PROBLEM TO WORK ON —
Copy all lines below containing "accounts".

[Opening GIVEN INFORMATION section]

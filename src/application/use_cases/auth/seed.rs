use crate::application::dto::accounts::NewAccount;
use crate::application::ports::team_repository::TeamRepository;
use crate::application::ports::user_repository::UserRepository;
use crate::application::use_cases::auth::password::hash_password;
use crate::domain::accounts::user::Role;

pub const DEMO_PASSWORD: &str = "password123";

#[derive(Debug, Clone, Copy)]
pub struct DemoUser {
    pub username: &'static str,
    pub role: Role,
    pub first_name: &'static str,
    pub last_name: &'static str,
    pub team_name: Option<&'static str>,
}

pub const DEMO_USERS: [DemoUser; 3] = [
    DemoUser {
        username: "manager",
        role: Role::Manager,
        first_name: "Admin",
        last_name: "User",
        team_name: None,
    },
    DemoUser {
        username: "client",
        role: Role::User,
        first_name: "Client",
        last_name: "User",
        team_name: None,
    },
    DemoUser {
        username: "tech",
        role: Role::Technician,
        first_name: "Tech",
        last_name: "User",
        team_name: Some("General Maintenance"),
    },
];

#[derive(Debug, Clone, PartialEq, Eq)]
pub enum SeedOutcome {
    Created { username: String, role: Role },
    AlreadyExists { username: String },
}

pub struct SeedDemoUsers<'a, U, T>
where
    U: UserRepository + ?Sized,
    T: TeamRepository + ?Sized,
{
    pub users: &'a U,
    pub teams: &'a T,
}

impl<'a, U, T> SeedDemoUsers<'a, U, T>
where
    U: UserRepository + ?Sized,
    T: TeamRepository + ?Sized,
{
    /// Creates the demo accounts that do not exist yet. Safe to run repeatedly.
    pub async fn execute(&self) -> anyhow::Result<Vec<SeedOutcome>> {
        let mut out = Vec::with_capacity(DEMO_USERS.len());
        for demo in DEMO_USERS {
            if self.users.username_exists(demo.username).await? {
                out.push(SeedOutcome::AlreadyExists {
                    username: demo.username.to_string(),
                });
                continue;
            }
            let team_id = match demo.team_name {
                Some(name) => self.teams.find_by_name(name).await?.map(|t| t.id),
                None => None,
            };
            if demo.team_name.is_some() && team_id.is_none() {
                tracing::warn!(
                    username = demo.username,
                    team = ?demo.team_name,
                    "seed_team_missing"
                );
            }
            let account = NewAccount {
                username: demo.username.to_string(),
                password_hash: hash_password(DEMO_PASSWORD)?,
                email: format!("{}@example.com", demo.username),
                first_name: demo.first_name.to_string(),
                last_name: demo.last_name.to_string(),
                role: demo.role,
                team_id,
            };
            self.users.create_with_profile(&account).await?;
            out.push(SeedOutcome::Created {
                username: demo.username.to_string(),
                role: demo.role,
            });
        }
        Ok(out)
    }
}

[Closing GIVEN INFORMATION section]

RESULT —
use crate::application::dto::accounts::NewAccount;
use crate::domain::accounts::user::Role;
    /// Creates the demo accounts that do not exist yet. Safe to run repeatedly.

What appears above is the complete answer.